• What you have to do: Your task is to retype each line of the data below exactly.

(Saved entries)
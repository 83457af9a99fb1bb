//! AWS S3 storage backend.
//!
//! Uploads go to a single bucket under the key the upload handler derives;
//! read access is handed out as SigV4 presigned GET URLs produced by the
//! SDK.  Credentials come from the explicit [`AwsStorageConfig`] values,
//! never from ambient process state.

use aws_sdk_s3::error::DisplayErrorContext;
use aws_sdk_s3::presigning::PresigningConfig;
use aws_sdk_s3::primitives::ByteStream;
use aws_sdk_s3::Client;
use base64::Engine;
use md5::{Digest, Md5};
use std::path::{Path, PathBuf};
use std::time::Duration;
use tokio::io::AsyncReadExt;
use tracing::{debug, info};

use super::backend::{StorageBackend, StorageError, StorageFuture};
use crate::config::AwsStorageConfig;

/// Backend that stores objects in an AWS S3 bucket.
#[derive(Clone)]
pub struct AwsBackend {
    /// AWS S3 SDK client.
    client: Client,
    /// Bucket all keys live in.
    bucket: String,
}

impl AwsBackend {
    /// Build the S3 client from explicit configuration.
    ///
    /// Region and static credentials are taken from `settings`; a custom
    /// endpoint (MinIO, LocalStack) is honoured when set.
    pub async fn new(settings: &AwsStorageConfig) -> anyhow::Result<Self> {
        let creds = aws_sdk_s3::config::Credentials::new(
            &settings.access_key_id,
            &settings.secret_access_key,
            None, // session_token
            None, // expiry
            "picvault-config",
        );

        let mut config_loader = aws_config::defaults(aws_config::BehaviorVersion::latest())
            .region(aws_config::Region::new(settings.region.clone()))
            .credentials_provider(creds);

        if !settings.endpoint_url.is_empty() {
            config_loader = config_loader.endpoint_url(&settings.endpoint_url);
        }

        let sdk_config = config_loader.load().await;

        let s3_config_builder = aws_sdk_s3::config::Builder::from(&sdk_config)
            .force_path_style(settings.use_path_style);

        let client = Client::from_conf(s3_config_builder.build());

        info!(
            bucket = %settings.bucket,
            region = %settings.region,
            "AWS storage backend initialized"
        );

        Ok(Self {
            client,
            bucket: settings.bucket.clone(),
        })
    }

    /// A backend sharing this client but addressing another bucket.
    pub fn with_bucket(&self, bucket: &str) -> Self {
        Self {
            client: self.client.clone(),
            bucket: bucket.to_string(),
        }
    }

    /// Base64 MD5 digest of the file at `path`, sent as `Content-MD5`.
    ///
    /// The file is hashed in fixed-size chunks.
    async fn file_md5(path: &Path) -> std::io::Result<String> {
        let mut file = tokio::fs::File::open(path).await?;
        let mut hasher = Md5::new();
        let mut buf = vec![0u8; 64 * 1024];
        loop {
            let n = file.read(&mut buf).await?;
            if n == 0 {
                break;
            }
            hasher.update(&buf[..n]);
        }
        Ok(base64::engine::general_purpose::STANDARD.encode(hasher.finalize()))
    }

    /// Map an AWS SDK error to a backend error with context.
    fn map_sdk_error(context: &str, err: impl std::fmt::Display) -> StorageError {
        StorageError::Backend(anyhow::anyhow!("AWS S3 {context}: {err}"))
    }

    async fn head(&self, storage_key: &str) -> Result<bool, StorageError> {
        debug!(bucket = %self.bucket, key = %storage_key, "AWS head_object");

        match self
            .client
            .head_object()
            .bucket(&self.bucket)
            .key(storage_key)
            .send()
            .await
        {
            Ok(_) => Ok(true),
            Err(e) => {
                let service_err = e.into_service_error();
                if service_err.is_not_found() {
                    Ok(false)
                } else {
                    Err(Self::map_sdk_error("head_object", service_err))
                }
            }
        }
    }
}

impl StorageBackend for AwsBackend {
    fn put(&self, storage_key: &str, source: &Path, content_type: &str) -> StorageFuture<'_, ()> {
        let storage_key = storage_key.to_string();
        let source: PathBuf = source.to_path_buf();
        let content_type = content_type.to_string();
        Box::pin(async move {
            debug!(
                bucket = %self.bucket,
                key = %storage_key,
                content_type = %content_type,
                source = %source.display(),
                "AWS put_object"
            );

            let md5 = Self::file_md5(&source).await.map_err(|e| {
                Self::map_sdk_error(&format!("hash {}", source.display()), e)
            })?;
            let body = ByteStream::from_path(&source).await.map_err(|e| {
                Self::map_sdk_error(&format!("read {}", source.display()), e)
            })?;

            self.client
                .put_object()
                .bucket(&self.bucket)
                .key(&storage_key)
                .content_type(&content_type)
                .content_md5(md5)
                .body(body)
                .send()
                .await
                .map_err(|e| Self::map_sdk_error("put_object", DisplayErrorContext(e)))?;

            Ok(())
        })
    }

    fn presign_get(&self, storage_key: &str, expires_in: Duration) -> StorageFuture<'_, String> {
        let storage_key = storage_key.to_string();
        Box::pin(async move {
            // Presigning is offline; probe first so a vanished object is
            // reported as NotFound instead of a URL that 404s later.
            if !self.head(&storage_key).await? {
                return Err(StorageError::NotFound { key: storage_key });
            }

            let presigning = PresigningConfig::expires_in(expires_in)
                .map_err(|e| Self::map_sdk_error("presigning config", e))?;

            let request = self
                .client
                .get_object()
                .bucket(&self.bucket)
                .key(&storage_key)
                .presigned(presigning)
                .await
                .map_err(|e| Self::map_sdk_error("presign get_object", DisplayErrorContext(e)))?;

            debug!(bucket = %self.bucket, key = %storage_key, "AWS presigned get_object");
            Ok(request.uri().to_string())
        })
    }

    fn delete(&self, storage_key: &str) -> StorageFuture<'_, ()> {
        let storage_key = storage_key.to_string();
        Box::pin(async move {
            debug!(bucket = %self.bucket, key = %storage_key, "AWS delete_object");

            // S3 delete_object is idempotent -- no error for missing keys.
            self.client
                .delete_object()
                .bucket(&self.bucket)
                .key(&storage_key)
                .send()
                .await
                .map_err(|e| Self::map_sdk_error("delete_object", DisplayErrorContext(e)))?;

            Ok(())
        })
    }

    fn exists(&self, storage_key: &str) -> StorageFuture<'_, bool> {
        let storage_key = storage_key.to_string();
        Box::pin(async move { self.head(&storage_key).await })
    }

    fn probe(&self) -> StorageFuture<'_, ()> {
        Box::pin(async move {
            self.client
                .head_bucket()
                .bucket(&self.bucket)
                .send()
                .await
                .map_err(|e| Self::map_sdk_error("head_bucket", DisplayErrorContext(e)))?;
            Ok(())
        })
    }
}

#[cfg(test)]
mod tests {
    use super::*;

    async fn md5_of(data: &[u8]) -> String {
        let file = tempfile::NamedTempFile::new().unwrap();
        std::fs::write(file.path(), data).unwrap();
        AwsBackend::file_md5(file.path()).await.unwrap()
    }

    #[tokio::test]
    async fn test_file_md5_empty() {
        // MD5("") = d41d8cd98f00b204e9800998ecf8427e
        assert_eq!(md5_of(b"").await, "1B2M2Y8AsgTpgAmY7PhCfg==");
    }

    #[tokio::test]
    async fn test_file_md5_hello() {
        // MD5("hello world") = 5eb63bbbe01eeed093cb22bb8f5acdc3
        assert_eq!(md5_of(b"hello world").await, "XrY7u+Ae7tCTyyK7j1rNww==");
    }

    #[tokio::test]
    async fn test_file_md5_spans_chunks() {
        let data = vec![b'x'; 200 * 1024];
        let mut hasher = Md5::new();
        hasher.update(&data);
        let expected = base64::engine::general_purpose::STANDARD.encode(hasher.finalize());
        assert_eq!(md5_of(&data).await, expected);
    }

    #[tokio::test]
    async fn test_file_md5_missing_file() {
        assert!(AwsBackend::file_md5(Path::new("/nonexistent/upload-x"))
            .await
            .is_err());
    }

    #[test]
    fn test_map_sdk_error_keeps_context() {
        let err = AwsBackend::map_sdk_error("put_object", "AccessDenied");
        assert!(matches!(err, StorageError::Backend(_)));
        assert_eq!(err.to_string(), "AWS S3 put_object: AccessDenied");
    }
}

• Answer for this exercise:
repository 83457af9a99fb1bb
//! AWS S3 storage backend.
//!
//! Uploads go to a single bucket under the key the upload handler derives;
//! read access is handed out as SigV4 presigned GET URLs produced by the
//! SDK.  Credentials come from the explicit [`AwsStorageConfig`] values,
//! never from ambient process state.

use aws_sdk_s3::error::DisplayErrorContext;
use aws_sdk_s3::presigning::PresigningConfig;
use aws_sdk_s3::primitives::ByteStream;
use aws_sdk_s3::Client;
use base64::Engine;
use md5::{Digest, Md5};
use std::path::{Path, PathBuf};
use std::time::Duration;
use tokio::io::AsyncReadExt;
use tracing::{debug, info};

use super::backend::{StorageBackend, StorageError, StorageFuture};
use crate::config::AwsStorageConfig;

/// Backend that stores objects in an AWS S3 bucket.
#[derive(Clone)]
pub struct AwsBackend {
    /// AWS S3 SDK client.
    client: Client,
    /// Bucket all keys live in.
    bucket: String,
}

impl AwsBackend {
    /// Build the S3 client from explicit configuration.
    ///
    /// Region and static credentials are taken from `settings`; a custom
    /// endpoint (MinIO, LocalStack) is honoured when set.
    pub async fn new(settings: &AwsStorageConfig) -> anyhow::Result<Self> {
        let creds = aws_sdk_s3::config::Credentials::new(
            &settings.access_key_id,
            &settings.secret_access_key,
            None, // session_token
            None, // expiry
            "picvault-config",
        );

        let mut config_loader = aws_config::defaults(aws_config::BehaviorVersion::latest())
            .region(aws_config::Region::new(settings.region.clone()))
            .credentials_provider(creds);

        if !settings.endpoint_url.is_empty() {
            config_loader = config_loader.endpoint_url(&settings.endpoint_url);
        }

        let sdk_config = config_loader.load().await;

        let s3_config_builder = aws_sdk_s3::config::Builder::from(&sdk_config)
            .force_path_style(settings.use_path_style);

        let client = Client::from_conf(s3_config_builder.build());

        info!(
            bucket = %settings.bucket,
            region = %settings.region,
            "AWS storage backend initialized"
        );

        Ok(Self {
            client,
            bucket: settings.bucket.clone(),
        })
    }

    /// A backend sharing this client but addressing another bucket.
    pub fn with_bucket(&self, bucket: &str) -> Self {
        Self {
            client: self.client.clone(),
            bucket: bucket.to_string(),
        }
    }

    /// Base64 MD5 digest of the file at `path`, sent as `Content-MD5`.
    ///
    /// The file is hashed in fixed-size chunks.
    async fn file_md5(path: &Path) -> std::io::Result<String> {
        let mut file = tokio::fs::File::open(path).await?;
        let mut hasher = Md5::new();
        let mut buf = vec![0u8; 64 * 1024];
        loop {
            let n = file.read(&mut buf).await?;
            if n == 0 {
                break;
            }
            hasher.update(&buf[..n]);
        }
        Ok(base64::engine::general_purpose::STANDARD.encode(hasher.finalize()))
    }

    /// Map an AWS SDK error to a backend error with context.
    fn map_sdk_error(context: &str, err: impl std::fmt::Display) -> StorageError {
        StorageError::Backend(anyhow::anyhow!("AWS S3 {context}: {err}"))
    }

    async fn head(&self, storage_key: &str) -> Result<bool, StorageError> {
        debug!(bucket = %self.bucket, key = %storage_key, "AWS head_object");

        match self
            .client
            .head_object()
            .bucket(&self.bucket)
            .key(storage_key)
            .send()
            .await
        {
            Ok(_) => Ok(true),
            Err(e) => {
                let service_err = e.into_service_error();
                if service_err.is_not_found() {
                    Ok(false)
                } else {
                    Err(Self::map_sdk_error("head_object", service_err))
                }
            }
        }
    }
}

impl StorageBackend for AwsBackend {
    fn put(&self, storage_key: &str, source: &Path, content_type: &str) -> StorageFuture<'_, ()> {
        let storage_key = storage_key.to_string();
        let source: PathBuf = source.to_path_buf();
        let content_type = content_type.to_string();
        Box::pin(async move {
            debug!(
                bucket = %self.bucket,
                key = %storage_key,
                content_type = %content_type,
                source = %source.display(),
                "AWS put_object"
            );

            let md5 = Self::file_md5(&source).await.map_err(|e| {
                Self::map_sdk_error(&format!("hash {}", source.display()), e)
            })?;
            let body = ByteStream::from_path(&source).await.map_err(|e| {
                Self::map_sdk_error(&format!("read {}", source.display()), e)
            })?;

            self.client
                .put_object()
                .bucket(&self.bucket)
                .key(&storage_key)
                .content_type(&content_type)
                .content_md5(md5)
                .body(body)
                .send()
                .await
                .map_err(|e| Self::map_sdk_error("put_object", DisplayErrorContext(e)))?;

            Ok(())
        })
    }

    fn presign_get(&self, storage_key: &str, expires_in: Duration) -> StorageFuture<'_, String> {
        let storage_key = storage_key.to_string();
        Box::pin(async move {
            // Presigning is offline; probe first so a vanished object is
            // reported as NotFound instead of a URL that 404s later.
            if !self.head(&storage_key).await? {
                return Err(StorageError::NotFound { key: storage_key });
            }

            let presigning = PresigningConfig::expires_in(expires_in)
                .map_err(|e| Self::map_sdk_error("presigning config", e))?;

            let request = self
                .client
                .get_object()
                .bucket(&self.bucket)
                .key(&storage_key)
                .presigned(presigning)
                .await
                .map_err(|e| Self::map_sdk_error("presign get_object", DisplayErrorContext(e)))?;

            debug!(bucket = %self.bucket, key = %storage_key, "AWS presigned get_object");
            Ok(request.uri().to_string())
        })
    }

    fn delete(&self, storage_key: &str) -> StorageFuture<'_, ()> {
        let storage_key = storage_key.to_string();
        Box::pin(async move {
            debug!(bucket = %self.bucket, key = %storage_key, "AWS delete_object");

            // S3 delete_object is idempotent -- no error for missing keys.
            self.client
                .delete_object()
                .bucket(&self.bucket)
                .key(&storage_key)
                .send()
                .await
                .map_err(|e| Self::map_sdk_error("delete_object", DisplayErrorContext(e)))?;

            Ok(())
        })
    }

    fn exists(&self, storage_key: &str) -> StorageFuture<'_, bool> {
        let storage_key = storage_key.to_string();
        Box::pin(async move { self.head(&storage_key).await })
    }

    fn probe(&self) -> StorageFuture<'_, ()> {
        Box::pin(async move {
            self.client
                .head_bucket()
                .bucket(&self.bucket)
                .send()
                .await
                .map_err(|e| Self::map_sdk_error("head_bucket", DisplayErrorContext(e)))?;
            Ok(())
        })
    }
}

#[cfg(test)]
mod tests {
    use super::*;

    async fn md5_of(data: &[u8]) -> String {
        let file = tempfile::NamedTempFile::new().unwrap();
        std::fs::write(file.path(), data).unwrap();
        AwsBackend::file_md5(file.path()).await.unwrap()
    }

    #[tokio::test]
    async fn test_file_md5_empty() {
        // MD5("") = d41d8cd98f00b204e9800998ecf8427e
        assert_eq!(md5_of(b"").await, "1B2M2Y8AsgTpgAmY7PhCfg==");
    }

    #[tokio::test]
    async fn test_file_md5_hello() {
        // MD5("hello world") = 5eb63bbbe01eeed093cb22bb8f5acdc3
        assert_eq!(md5_of(b"hello world").await, "XrY7u+Ae7tCTyyK7j1rNww==");
    }

    #[tokio::test]
    async fn test_file_md5_spans_chunks() {
        let data = vec![b'x'; 200 * 1024];
        let mut hasher = Md5::new();
        hasher.update(&data);
        let expected = base64::engine::general_purpose::STANDARD.encode(hasher.finalize());
        assert_eq!(md5_of(&data).await, expected);
    }

    #[tokio::test]
    async fn test_file_md5_missing_file() {
        assert!(AwsBackend::file_md5(Path::new("/nonexistent/upload-x"))
            .await
            .is_err());
    }

    #[test]
    fn test_map_sdk_error_keeps_context() {
        let err = AwsBackend::map_sdk_error("put_object", "AccessDenied");
        assert!(matches!(err, StorageError::Backend(_)));
        assert_eq!(err.to_string(), "AWS S3 put_object: AccessDenied");
    }
}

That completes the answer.